- _Brief_: Quote exactly the lines spanning from the top of the data below to the line that contains "pub async fn", including both.

┌─ Given entries

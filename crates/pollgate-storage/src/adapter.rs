// SPDX-FileCopyrightText: 2026 Pollgate Contributors
// SPDX-License-Identifier: MIT OR Apache-2.0

//! SQLite implementation of the record store, session registry and
//! correlation index.

use std::collections::{BTreeSet, VecDeque};
use std::time::Duration;

use async_trait::async_trait;
use futures::StreamExt;
use futures::stream;
use tracing::debug;

use pollgate_config::model::StorageConfig;
use pollgate_core::{
    AdapterType, ChatId, CorrelationIndex, DeliveryMapping, HealthStatus, PluginAdapter,
    PollgateError, Record, RecordId, RecordStore, RecordStream, SessionRegistry,
};

use crate::database::{Database, map_tr_err, now_millis};
use crate::queries;

/// Rows fetched per round trip while iterating.
const ITERATE_PAGE_SIZE: usize = 128;

/// SQLite-backed storage.
///
/// One [`Database`] handle serves all three capabilities, so deleting or
/// sweeping a record also drops its delivery mappings through the foreign key.
pub struct SqliteStore {
    db: Database,
    record_ttl: Duration,
}

impl SqliteStore {
    /// Opens the database file named in the config and runs migrations.
    pub async fn open(config: &StorageConfig) -> Result<Self, PollgateError> {
        let db = Database::open(&config.database_path, config.wal_mode).await?;
        debug!(path = %config.database_path, "SQLite store opened");
        Ok(Self::new(db, Duration::from_secs(config.record_ttl_secs)))
    }

    pub fn new(db: Database, record_ttl: Duration) -> Self {
        Self { db, record_ttl }
    }

    fn expires_at_ms(&self) -> i64 {
        let ttl_ms = i64::try_from(self.record_ttl.as_millis()).unwrap_or(i64::MAX);
        now_millis().saturating_add(ttl_ms)
    }
}

struct PageCursor {
    after: Option<String>,
    buffered: VecDeque<Record>,
    exhausted: bool,
}

#[async_trait]
impl PluginAdapter for SqliteStore {
    fn name(&self) -> &str {
        "sqlite"
    }

    fn version(&self) -> semver::Version {
        semver::Version::new(0, 1, 0)
    }

    fn adapter_type(&self) -> AdapterType {
        AdapterType::Storage
    }

    async fn health_check(&self) -> Result<HealthStatus, PollgateError> {
        self.db
            .connection()?
            .call(|conn| conn.query_row("SELECT 1", [], |_| Ok(())))
            .await
            .map_err(map_tr_err)?;
        Ok(HealthStatus::Healthy)
    }
}

#[async_trait]
impl RecordStore for SqliteStore {
    async fn put(&self, record: &Record) -> Result<(), PollgateError> {
        queries::records::upsert(&self.db, record, self.expires_at_ms()).await
    }

    async fn get(&self, id: &RecordId) -> Result<Record, PollgateError> {
        queries::records::get_live(&self.db, id, now_millis())
            .await?
            .ok_or_else(|| PollgateError::record_not_found(id.as_str()))
    }

    fn iterate(&self) -> RecordStream<'_> {
        let db = &self.db;
        let start = PageCursor {
            after: None,
            buffered: VecDeque::new(),
            exhausted: false,
        };
        stream::unfold(start, move |mut cursor| async move {
            loop {
                if let Some(record) = cursor.buffered.pop_front() {
                    return Some((Ok(record), cursor));
                }
                if cursor.exhausted {
                    return None;
                }
                let page = queries::records::page_after(
                    db,
                    cursor.after.clone(),
                    ITERATE_PAGE_SIZE,
                    now_millis(),
                )
                .await;
                match page {
                    Ok(page) => {
                        cursor.exhausted = page.len() < ITERATE_PAGE_SIZE;
                        if let Some(last) = page.last() {
                            cursor.after = Some(last.id.0.clone());
                        }
                        cursor.buffered.extend(page);
                    }
                    Err(e) => {
                        cursor.exhausted = true;
                        return Some((Err(e), cursor));
                    }
                }
            }
        })
        .boxed()
    }

    async fn delete(&self, id: &RecordId) -> Result<(), PollgateError> {
        queries::records::delete(&self.db, id).await
    }

    async fn sweep_expired(&self) -> Result<Vec<RecordId>, PollgateError> {
        let removed = queries::records::delete_expired(&self.db, now_millis()).await?;
        if !removed.is_empty() {
            debug!(removed = removed.len(), "swept expired records");
        }
        Ok(removed)
    }

    async fn close(&self) -> Result<(), PollgateError> {
        self.db.close().await
    }
}

#[async_trait]
impl SessionRegistry for SqliteStore {
    async fn admit(&self, chat_id: ChatId) -> Result<bool, PollgateError> {
        queries::sessions::admit(&self.db, chat_id).await
    }

    async fn revoke(&self, chat_id: ChatId) -> Result<bool, PollgateError> {
        queries::sessions::revoke(&self.db, chat_id).await
    }

    async fn members(&self) -> Result<BTreeSet<ChatId>, PollgateError> {
        queries::sessions::members(&self.db).await
    }
}

#[async_trait]
impl CorrelationIndex for SqliteStore {
    async fn record_delivery(&self, mapping: &DeliveryMapping) -> Result<(), PollgateError> {
        if queries::deliveries::insert(&self.db, mapping).await? {
            Ok(())
        } else {
            Err(PollgateError::AlreadyRecorded {
                request_id: mapping.request_id.0.clone(),
                chat_id: mapping.chat_id.0,
            })
        }
    }

    async fn has_delivered(
        &self,
        request_id: &RecordId,
        chat_id: ChatId,
    ) -> Result<bool, PollgateError> {
        queries::deliveries::exists(&self.db, request_id, chat_id).await
    }

    async fn resolve(&self, poll_id: &str) -> Result<DeliveryMapping, PollgateError> {
        queries::deliveries::find_by_poll(&self.db, poll_id)
            .await?
            .ok_or_else(|| PollgateError::poll_not_found(poll_id))
    }

    async fn withdraw_all(
        &self,
        request_id: &RecordId,
    ) -> Result<Vec<DeliveryMapping>, PollgateError> {
        queries::deliveries::take_all(&self.db, request_id).await
    }
}

#[cfg(test)]
mod tests {
    use super::*;
    use futures::TryStreamExt;
    use pollgate_core::Task;
    use tempfile::tempdir;

    fn make_config(path: &str) -> StorageConfig {
        StorageConfig {
            database_path: path.to_string(),
            ..StorageConfig::default()
        }
    }

    async fn memory_db_store(ttl: Duration) -> SqliteStore {
        SqliteStore::new(Database::open_in_memory().await.unwrap(), ttl)
    }

    fn pick() -> Record {
        Record::new(Task::new("Pick", vec!["A".into(), "B".into()]))
    }

    #[tokio::test]
    async fn sqlite_store_implements_plugin_adapter() {
        let store = memory_db_store(Duration::from_secs(60)).await;
        assert_eq!(store.name(), "sqlite");
        assert_eq!(store.version(), semver::Version::new(0, 1, 0));
        assert_eq!(store.adapter_type(), AdapterType::Storage);
        assert_eq!(store.health_check().await.unwrap(), HealthStatus::Healthy);
    }

    #[tokio::test]
    async fn open_creates_database_at_configured_path() {
        let dir = tempdir().unwrap();
        let db_path = dir.path().join("store.db");
        let store = SqliteStore::open(&make_config(db_path.to_str().unwrap()))
            .await
            .unwrap();
        assert!(db_path.exists(), "database file should be created");
        store.close().await.unwrap();
    }

    #[tokio::test]
    async fn records_survive_reopen() {
        let dir = tempdir().unwrap();
        let config = make_config(dir.path().join("durable.db").to_str().unwrap());
        let record = pick();
        {
            let store = SqliteStore::open(&config).await.unwrap();
            store.put(&record).await.unwrap();
            store.admit(ChatId(5)).await.unwrap();
            store.close().await.unwrap();
        }
        let store = SqliteStore::open(&config).await.unwrap();
        assert_eq!(store.get(&record.id).await.unwrap().id, record.id);
        assert!(store.members().await.unwrap().contains(&ChatId(5)));
    }

    #[tokio::test]
    async fn get_missing_is_not_found() {
        let store = memory_db_store(Duration::from_secs(60)).await;
        let err = store.get(&RecordId::from("nope")).await.unwrap_err();
        assert!(err.is_not_found());
    }

    #[tokio::test]
    async fn zero_ttl_expires_immediately_and_sweeps() {
        let store = memory_db_store(Duration::ZERO).await;
        let record = pick();
        store.put(&record).await.unwrap();
        tokio::time::sleep(Duration::from_millis(2)).await;
        assert!(store.get(&record.id).await.unwrap_err().is_not_found());
        assert_eq!(store.sweep_expired().await.unwrap(), vec![record.id.clone()]);
        assert!(store.sweep_expired().await.unwrap().is_empty());
    }

    #[tokio::test]
    async fn iterate_spans_multiple_pages() {
        let store = memory_db_store(Duration::from_secs(60)).await;
        let total = ITERATE_PAGE_SIZE * 2 + 5;
        for _ in 0..total {
            store.put(&pick()).await.unwrap();
        }
        let all: Vec<Record> = store.iterate().try_collect().await.unwrap();
        assert_eq!(all.len(), total);
    }

    #[tokio::test]
    async fn iterate_survives_concurrent_deletes() {
        let store = memory_db_store(Duration::from_secs(60)).await;
        let mut ids = Vec::new();
        for _ in 0..(ITERATE_PAGE_SIZE + 10) {
            let r = pick();
            ids.push(r.id.clone());
            store.put(&r).await.unwrap();
        }
        let mut stream = store.iterate();
        let first = stream.next().await.unwrap().unwrap();
        for id in &ids {
            if *id != first.id {
                store.delete(id).await.unwrap();
            }
        }
        let rest: Vec<Record> = stream.try_collect().await.unwrap();
        assert!(rest.len() < ids.len());
    }

    #[tokio::test]
    async fn record_delivery_twice_is_already_recorded() {
        let store = memory_db_store(Duration::from_secs(60)).await;
        let record = pick();
        store.put(&record).await.unwrap();
        let mapping = DeliveryMapping {
            request_id: record.id.clone(),
            chat_id: ChatId(1),
            poll_id: "poll-1".into(),
            message_id: 3,
            delivered_at: chrono::Utc::now(),
        };
        store.record_delivery(&mapping).await.unwrap();
        let err = store
            .record_delivery(&DeliveryMapping {
                poll_id: "poll-2".into(),
                ..mapping.clone()
            })
            .await
            .unwrap_err();
        assert!(err.is_already_recorded());
        assert_eq!(store.resolve("poll-1").await.unwrap(), mapping);
        assert!(store.resolve("poll-2").await.unwrap_err().is_not_found());
        assert!(store.has_delivered(&record.id, ChatId(1)).await.unwrap());
    }

    #[tokio::test]
    async fn operations_fail_after_close() {
        let store = memory_db_store(Duration::from_secs(60)).await;
        store.close().await.unwrap();
        assert!(matches!(
            store.put(&pick()).await,
            Err(PollgateError::StoreClosed)
        ));
        assert!(matches!(
            store.members().await,
            Err(PollgateError::StoreClosed)
        ));
        let first = store.iterate().next().await.unwrap();
        assert!(matches!(first, Err(PollgateError::StoreClosed)));
    }
}
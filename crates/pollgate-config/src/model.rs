// SPDX-FileCopyrightText: 2026 Pollgate Contributors
// SPDX-License-Identifier: MIT OR Apache-2.0

//! Configuration model structs for Pollgate.
//!
//! All structs use `#[serde(deny_unknown_fields)]` to reject unrecognized
//! config keys at startup, providing actionable error messages.

use serde::{Deserialize, Serialize};

/// Top-level Pollgate configuration.
///
/// Loaded once at startup from TOML files and environment variables, then
/// passed by value to every component constructor.
#[derive(Debug, Clone, Default, Deserialize, Serialize)]
#[serde(deny_unknown_fields)]
pub struct PollgateConfig {
    /// Process-wide settings.
    #[serde(default)]
    pub service: ServiceConfig,

    /// Telegram bot integration settings.
    #[serde(default)]
    pub telegram: TelegramConfig,

    /// Record store backend settings.
    #[serde(default)]
    pub storage: StorageConfig,

    /// HTTP API settings.
    #[serde(default)]
    pub gateway: GatewayConfig,

    /// Delivery loop and cache tuning.
    #[serde(default)]
    pub delivery: DeliveryConfig,
}

impl PollgateConfig {
    /// Returns a copy with secrets replaced by a placeholder, for display.
    pub fn redacted(&self) -> Self {
        let mut copy = self.clone();
        if copy.telegram.bot_token.is_some() {
            copy.telegram.bot_token = Some("[redacted]".to_string());
        }
        if copy.gateway.api_key.is_some() {
            copy.gateway.api_key = Some("[redacted]".to_string());
        }
        copy
    }
}

/// Process-wide settings.
#[derive(Debug, Clone, Deserialize, Serialize)]
#[serde(deny_unknown_fields)]
pub struct ServiceConfig {
    /// Logging level (trace, debug, info, warn, error).
    #[serde(default = "default_log_level")]
    pub log_level: String,
}

impl Default for ServiceConfig {
    fn default() -> Self {
        Self {
            log_level: default_log_level(),
        }
    }
}

fn default_log_level() -> String {
    "info".to_string()
}

/// Telegram bot integration configuration.
#[derive(Debug, Clone, Default, Deserialize, Serialize)]
#[serde(deny_unknown_fields)]
pub struct TelegramConfig {
    /// Telegram Bot API token. Required by `pollgate serve`.
    #[serde(default)]
    pub bot_token: Option<String>,

    /// Telegram user IDs or usernames allowed to subscribe their chat.
    #[serde(default)]
    pub allowed_users: Vec<String>,
}

/// Which record store implementation to open at startup.
#[derive(Debug, Clone, Copy, Default, PartialEq, Eq, Deserialize, Serialize)]
#[serde(rename_all = "lowercase")]
pub enum StorageBackend {
    /// Embedded SQLite database file.
    #[default]
    Sqlite,
    /// In-process maps; nothing survives a restart.
    Memory,
}

/// Storage backend configuration.
#[derive(Debug, Clone, Deserialize, Serialize)]
#[serde(deny_unknown_fields)]
pub struct StorageConfig {
    /// Backend selected once at startup.
    #[serde(default)]
    pub backend: StorageBackend,

    /// Path to the SQLite database file.
    #[serde(default = "default_database_path")]
    pub database_path: String,

    /// Enable WAL (Write-Ahead Logging) mode for SQLite.
    #[serde(default = "default_wal_mode")]
    pub wal_mode: bool,

    /// Retention of a record after its last write, in seconds.
    #[serde(default = "default_record_ttl_secs")]
    pub record_ttl_secs: u64,
}

impl Default for StorageConfig {
    fn default() -> Self {
        Self {
            backend: StorageBackend::default(),
            database_path: default_database_path(),
            wal_mode: default_wal_mode(),
            record_ttl_secs: default_record_ttl_secs(),
        }
    }
}

fn default_database_path() -> String {
    "pollgate.db".to_string()
}

fn default_wal_mode() -> bool {
    true
}

fn default_record_ttl_secs() -> u64 {
    7 * 24 * 60 * 60
}

/// HTTP API configuration.
#[derive(Debug, Clone, Deserialize, Serialize)]
#[serde(deny_unknown_fields)]
pub struct GatewayConfig {
    /// Host address to bind.
    #[serde(default = "default_gateway_host")]
    pub host: String,

    /// Port to bind.
    #[serde(default = "default_gateway_port")]
    pub port: u16,

    /// Key expected in `X-Api-Key`. Without it every request is rejected.
    #[serde(default)]
    pub api_key: Option<String>,
}

impl Default for GatewayConfig {
    fn default() -> Self {
        Self {
            host: default_gateway_host(),
            port: default_gateway_port(),
            api_key: None,
        }
    }
}

fn default_gateway_host() -> String {
    "0.0.0.0".to_string()
}

fn default_gateway_port() -> u16 {
    8080
}

/// Delivery loop and local cache tuning.
#[derive(Debug, Clone, Deserialize, Serialize)]
#[serde(deny_unknown_fields)]
pub struct DeliveryConfig {
    /// Period of the send loop, in milliseconds.
    #[serde(default = "default_send_interval_ms")]
    pub send_interval_ms: u64,

    /// Lifetime of a local cache entry from insertion, in seconds.
    #[serde(default = "default_cache_ttl_secs")]
    pub cache_ttl_secs: u64,

    /// Maximum number of records held in the local cache.
    #[serde(default = "default_cache_capacity")]
    pub cache_capacity: u64,

    /// Period of the expired-record sweep, in seconds.
    #[serde(default = "default_sweep_interval_secs")]
    pub sweep_interval_secs: u64,
}

impl Default for DeliveryConfig {
    fn default() -> Self {
        Self {
            send_interval_ms: default_send_interval_ms(),
            cache_ttl_secs: default_cache_ttl_secs(),
            cache_capacity: default_cache_capacity(),
            sweep_interval_secs: default_sweep_interval_secs(),
        }
    }
}

fn default_send_interval_ms() -> u64 {
    500
}

fn default_cache_ttl_secs() -> u64 {
    600
}

fn default_cache_capacity() -> u64 {
    10_000
}

fn default_sweep_interval_secs() -> u64 {
    300
}

#[cfg(test)]
mod tests {
    use super::*;

    #[test]
    fn defaults_match_documented_values() {
        let config = PollgateConfig::default();
        assert_eq!(config.service.log_level, "info");
        assert_eq!(config.storage.backend, StorageBackend::Sqlite);
        assert_eq!(config.storage.record_ttl_secs, 604_800);
        assert_eq!(config.gateway.port, 8080);
        assert_eq!(config.delivery.send_interval_ms, 500);
        assert_eq!(config.delivery.cache_ttl_secs, 600);
    }

    #[test]
    fn backend_parses_lowercase() {
        let config: PollgateConfig = toml::from_str("[storage]\nbackend = \"memory\"\n").unwrap();
        assert_eq!(config.storage.backend, StorageBackend::Memory);
    }

    #[test]
    fn redacted_hides_secrets() {
        let mut config = PollgateConfig::default();
        config.telegram.bot_token = Some("123:SECRET".into());
        config.gateway.api_key = Some("hunter2".into());
        let shown = toml::to_string(&config.redacted()).unwrap();
        assert!(!shown.contains("SECRET"));
        assert!(!shown.contains("hunter2"));
        assert!(shown.contains("[redacted]"));
    }
}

└─

- _Task result_:
filename crates/pollgate-storage/src/adapter.rs
// SPDX-FileCopyrightText: 2026 Pollgate Contributors
// SPDX-License-Identifier: MIT OR Apache-2.0

//! SQLite implementation of the record store, session registry and
//! correlation index.

use std::collections::{BTreeSet, VecDeque};
use std::time::Duration;

use async_trait::async_trait;
use futures::StreamExt;
use futures::stream;
use tracing::debug;

use pollgate_config::model::StorageConfig;
use pollgate_core::{
    AdapterType, ChatId, CorrelationIndex, DeliveryMapping, HealthStatus, PluginAdapter,
    PollgateError, Record, RecordId, RecordStore, RecordStream, SessionRegistry,
};

use crate::database::{Database, map_tr_err, now_millis};
use crate::queries;

/// Rows fetched per round trip while iterating.
const ITERATE_PAGE_SIZE: usize = 128;

/// SQLite-backed storage.
///
/// One [`Database`] handle serves all three capabilities, so deleting or
/// sweeping a record also drops its delivery mappings through the foreign key.
pub struct SqliteStore {
    db: Database,
    record_ttl: Duration,
}

impl SqliteStore {
    /// Opens the database file named in the config and runs migrations.
    pub async fn open(config: &StorageConfig) -> Result<Self, PollgateError> {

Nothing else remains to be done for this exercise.